** Data records follows **
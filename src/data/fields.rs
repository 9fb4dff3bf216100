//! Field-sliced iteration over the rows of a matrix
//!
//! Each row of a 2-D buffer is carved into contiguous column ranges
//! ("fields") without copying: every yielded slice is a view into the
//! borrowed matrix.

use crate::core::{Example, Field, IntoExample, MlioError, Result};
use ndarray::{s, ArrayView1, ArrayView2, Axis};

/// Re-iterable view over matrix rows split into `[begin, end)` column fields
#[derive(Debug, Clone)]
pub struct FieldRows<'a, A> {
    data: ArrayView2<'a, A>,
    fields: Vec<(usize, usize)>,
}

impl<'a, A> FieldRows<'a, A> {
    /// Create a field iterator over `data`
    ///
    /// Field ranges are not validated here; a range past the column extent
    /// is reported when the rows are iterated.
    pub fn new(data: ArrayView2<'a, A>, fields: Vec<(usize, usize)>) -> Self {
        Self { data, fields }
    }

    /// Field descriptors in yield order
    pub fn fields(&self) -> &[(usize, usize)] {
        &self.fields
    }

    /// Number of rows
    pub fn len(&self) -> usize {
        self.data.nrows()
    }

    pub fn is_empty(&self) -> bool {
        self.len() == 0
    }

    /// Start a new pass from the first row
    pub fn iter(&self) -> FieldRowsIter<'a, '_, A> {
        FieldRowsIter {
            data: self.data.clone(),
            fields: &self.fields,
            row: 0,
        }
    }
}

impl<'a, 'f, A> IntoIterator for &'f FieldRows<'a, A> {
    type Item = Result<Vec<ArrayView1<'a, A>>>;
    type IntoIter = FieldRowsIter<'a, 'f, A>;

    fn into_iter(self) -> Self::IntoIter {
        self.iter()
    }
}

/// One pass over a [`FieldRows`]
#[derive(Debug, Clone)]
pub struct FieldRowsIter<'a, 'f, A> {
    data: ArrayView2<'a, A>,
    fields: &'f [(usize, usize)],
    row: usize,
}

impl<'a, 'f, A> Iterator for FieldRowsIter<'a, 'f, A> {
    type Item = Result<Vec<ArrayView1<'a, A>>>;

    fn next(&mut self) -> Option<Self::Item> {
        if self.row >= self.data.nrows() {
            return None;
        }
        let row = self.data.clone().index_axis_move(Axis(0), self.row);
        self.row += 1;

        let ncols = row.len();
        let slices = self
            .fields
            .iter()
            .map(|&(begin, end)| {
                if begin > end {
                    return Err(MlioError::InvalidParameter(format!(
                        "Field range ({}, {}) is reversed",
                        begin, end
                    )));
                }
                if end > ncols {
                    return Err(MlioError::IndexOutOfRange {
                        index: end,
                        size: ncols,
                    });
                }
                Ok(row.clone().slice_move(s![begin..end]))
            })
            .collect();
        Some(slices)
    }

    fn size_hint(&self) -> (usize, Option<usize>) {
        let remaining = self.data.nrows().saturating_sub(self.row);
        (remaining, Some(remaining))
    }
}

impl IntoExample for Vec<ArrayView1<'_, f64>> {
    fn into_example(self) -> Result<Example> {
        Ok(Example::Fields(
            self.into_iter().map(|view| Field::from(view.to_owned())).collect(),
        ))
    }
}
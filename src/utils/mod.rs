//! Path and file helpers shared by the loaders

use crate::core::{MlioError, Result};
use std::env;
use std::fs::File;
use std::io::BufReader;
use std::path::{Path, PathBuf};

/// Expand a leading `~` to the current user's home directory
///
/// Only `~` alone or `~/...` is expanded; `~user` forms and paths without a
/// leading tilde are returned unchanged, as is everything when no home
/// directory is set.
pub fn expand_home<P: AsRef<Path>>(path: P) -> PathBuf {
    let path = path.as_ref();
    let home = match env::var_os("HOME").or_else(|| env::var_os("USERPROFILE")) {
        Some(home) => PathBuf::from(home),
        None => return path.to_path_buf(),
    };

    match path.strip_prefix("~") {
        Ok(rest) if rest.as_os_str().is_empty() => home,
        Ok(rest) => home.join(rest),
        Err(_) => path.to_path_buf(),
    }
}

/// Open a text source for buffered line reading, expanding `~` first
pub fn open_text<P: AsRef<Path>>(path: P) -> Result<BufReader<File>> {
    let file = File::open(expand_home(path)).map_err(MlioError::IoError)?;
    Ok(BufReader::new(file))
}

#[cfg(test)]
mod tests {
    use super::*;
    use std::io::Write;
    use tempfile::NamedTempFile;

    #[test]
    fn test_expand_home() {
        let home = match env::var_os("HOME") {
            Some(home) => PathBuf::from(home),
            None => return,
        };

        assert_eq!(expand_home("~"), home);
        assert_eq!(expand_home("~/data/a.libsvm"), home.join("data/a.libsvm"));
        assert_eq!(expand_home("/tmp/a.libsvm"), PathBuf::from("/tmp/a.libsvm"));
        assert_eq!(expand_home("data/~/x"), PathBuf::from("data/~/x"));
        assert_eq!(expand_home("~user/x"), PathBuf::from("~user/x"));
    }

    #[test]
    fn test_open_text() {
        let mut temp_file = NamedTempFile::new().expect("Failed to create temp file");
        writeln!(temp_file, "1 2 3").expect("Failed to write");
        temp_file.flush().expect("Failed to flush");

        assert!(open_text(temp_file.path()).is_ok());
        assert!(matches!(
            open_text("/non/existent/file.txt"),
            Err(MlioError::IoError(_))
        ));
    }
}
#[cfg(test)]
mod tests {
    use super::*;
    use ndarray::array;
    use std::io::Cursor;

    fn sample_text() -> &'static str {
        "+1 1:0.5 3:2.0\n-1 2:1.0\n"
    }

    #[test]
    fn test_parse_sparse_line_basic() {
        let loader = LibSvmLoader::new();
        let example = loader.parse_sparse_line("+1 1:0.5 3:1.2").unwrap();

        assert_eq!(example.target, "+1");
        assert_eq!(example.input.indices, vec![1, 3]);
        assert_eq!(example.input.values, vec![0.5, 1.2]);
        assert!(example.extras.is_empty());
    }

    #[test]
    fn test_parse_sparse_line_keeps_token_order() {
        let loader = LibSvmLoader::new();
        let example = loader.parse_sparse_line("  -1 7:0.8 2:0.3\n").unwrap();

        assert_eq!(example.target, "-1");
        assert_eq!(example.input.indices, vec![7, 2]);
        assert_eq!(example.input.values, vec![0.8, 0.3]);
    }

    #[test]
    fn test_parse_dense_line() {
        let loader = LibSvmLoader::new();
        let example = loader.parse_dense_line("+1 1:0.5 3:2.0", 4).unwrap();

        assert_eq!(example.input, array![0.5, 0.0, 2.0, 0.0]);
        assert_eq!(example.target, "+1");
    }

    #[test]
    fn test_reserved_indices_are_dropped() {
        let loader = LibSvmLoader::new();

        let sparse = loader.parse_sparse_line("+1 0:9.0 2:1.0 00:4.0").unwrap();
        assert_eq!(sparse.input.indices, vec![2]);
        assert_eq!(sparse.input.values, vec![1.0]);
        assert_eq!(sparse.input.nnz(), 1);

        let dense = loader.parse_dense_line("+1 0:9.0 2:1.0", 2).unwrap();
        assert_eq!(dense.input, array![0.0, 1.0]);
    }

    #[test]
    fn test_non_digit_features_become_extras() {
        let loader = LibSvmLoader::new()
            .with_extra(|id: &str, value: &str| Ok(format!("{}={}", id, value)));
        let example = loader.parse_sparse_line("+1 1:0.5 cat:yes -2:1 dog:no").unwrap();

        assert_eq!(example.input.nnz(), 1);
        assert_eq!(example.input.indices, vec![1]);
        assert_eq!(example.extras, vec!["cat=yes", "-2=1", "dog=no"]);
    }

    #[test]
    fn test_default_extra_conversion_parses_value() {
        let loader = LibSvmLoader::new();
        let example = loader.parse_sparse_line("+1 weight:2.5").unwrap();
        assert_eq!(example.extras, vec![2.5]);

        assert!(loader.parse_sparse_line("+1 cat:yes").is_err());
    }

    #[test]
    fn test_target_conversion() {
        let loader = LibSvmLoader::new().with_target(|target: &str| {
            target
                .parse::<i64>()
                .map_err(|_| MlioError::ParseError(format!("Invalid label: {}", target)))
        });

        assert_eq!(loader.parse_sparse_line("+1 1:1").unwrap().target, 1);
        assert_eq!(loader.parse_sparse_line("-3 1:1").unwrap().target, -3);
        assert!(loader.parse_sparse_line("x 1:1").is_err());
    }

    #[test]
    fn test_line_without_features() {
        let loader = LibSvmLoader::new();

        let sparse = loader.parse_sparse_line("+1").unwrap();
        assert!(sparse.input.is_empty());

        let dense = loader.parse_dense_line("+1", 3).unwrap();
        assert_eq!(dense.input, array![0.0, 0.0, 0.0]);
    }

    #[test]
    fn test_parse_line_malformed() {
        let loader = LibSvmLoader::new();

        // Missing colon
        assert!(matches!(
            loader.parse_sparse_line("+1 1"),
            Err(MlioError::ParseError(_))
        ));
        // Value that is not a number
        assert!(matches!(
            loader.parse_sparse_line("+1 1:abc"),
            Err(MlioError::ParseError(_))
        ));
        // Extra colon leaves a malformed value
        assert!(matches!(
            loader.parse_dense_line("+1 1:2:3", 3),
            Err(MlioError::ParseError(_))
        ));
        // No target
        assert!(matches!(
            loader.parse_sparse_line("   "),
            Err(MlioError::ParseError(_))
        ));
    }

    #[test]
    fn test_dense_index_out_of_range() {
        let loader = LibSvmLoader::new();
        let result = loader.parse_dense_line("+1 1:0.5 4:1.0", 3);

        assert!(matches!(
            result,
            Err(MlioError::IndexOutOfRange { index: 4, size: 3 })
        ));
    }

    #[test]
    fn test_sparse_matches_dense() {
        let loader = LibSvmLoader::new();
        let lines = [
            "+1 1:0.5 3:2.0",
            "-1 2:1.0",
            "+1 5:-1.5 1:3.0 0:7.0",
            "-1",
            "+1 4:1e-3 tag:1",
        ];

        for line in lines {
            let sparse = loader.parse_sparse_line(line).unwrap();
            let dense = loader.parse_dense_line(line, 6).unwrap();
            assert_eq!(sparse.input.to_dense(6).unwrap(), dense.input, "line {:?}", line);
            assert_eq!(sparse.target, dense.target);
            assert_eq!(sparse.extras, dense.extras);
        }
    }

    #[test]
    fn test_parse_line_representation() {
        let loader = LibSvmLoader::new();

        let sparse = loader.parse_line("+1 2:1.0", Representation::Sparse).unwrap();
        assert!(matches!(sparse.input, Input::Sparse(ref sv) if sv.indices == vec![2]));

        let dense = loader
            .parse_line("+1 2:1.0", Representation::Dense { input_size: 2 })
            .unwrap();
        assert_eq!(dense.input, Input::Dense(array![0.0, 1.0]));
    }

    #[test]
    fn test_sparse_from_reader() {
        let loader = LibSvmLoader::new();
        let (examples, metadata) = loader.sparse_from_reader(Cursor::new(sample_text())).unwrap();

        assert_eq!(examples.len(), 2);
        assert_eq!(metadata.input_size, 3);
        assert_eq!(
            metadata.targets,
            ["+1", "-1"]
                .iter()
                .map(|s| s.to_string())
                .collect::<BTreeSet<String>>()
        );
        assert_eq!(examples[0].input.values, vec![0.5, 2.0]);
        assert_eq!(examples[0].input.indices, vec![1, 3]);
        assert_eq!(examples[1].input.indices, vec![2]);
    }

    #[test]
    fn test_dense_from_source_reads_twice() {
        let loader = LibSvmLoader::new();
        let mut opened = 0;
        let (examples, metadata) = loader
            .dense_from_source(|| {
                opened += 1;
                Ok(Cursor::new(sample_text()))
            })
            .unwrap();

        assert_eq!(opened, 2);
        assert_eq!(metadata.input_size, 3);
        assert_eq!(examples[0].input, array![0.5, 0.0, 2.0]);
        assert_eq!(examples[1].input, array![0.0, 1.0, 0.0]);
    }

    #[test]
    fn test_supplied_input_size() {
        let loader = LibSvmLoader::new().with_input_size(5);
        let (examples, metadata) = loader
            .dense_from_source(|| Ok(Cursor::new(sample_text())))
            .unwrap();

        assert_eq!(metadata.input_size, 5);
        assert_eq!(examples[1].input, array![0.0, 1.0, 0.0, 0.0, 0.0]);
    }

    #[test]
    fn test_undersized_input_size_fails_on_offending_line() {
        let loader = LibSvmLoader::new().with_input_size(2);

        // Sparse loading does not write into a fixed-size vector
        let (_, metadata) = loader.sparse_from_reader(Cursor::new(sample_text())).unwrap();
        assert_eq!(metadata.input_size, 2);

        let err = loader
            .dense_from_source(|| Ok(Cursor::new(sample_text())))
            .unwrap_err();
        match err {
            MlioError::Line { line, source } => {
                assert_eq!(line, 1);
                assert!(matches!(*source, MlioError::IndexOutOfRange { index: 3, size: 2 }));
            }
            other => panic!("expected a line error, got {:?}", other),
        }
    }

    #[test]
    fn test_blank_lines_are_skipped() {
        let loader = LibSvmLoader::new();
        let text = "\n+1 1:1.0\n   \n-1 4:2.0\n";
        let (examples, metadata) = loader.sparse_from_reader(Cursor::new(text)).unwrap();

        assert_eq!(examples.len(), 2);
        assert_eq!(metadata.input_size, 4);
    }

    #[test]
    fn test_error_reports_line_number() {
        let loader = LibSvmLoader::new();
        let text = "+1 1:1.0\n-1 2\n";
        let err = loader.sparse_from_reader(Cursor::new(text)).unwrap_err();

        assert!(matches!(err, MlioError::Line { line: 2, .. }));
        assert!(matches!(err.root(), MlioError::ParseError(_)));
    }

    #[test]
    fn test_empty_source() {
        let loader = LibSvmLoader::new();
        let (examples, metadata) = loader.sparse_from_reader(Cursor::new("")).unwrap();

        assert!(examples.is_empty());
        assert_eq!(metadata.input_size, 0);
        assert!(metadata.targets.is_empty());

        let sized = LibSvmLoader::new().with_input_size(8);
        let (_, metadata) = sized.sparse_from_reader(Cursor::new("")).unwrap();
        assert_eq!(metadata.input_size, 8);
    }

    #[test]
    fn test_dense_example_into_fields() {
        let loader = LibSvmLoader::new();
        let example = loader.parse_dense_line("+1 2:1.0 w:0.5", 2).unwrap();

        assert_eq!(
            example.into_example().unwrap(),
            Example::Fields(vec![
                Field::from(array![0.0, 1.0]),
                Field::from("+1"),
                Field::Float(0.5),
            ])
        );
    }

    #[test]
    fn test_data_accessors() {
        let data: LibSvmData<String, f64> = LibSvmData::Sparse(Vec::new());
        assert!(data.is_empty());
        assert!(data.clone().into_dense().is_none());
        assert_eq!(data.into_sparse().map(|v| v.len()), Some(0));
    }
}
** End of Data records **
Problem description:
Which of the lines above mention the word "ranges"? Pull those lines out.

Answer area:
//! Each row of a 2-D buffer is carved into contiguous column ranges
    /// Field ranges are not validated here; a range past the column extent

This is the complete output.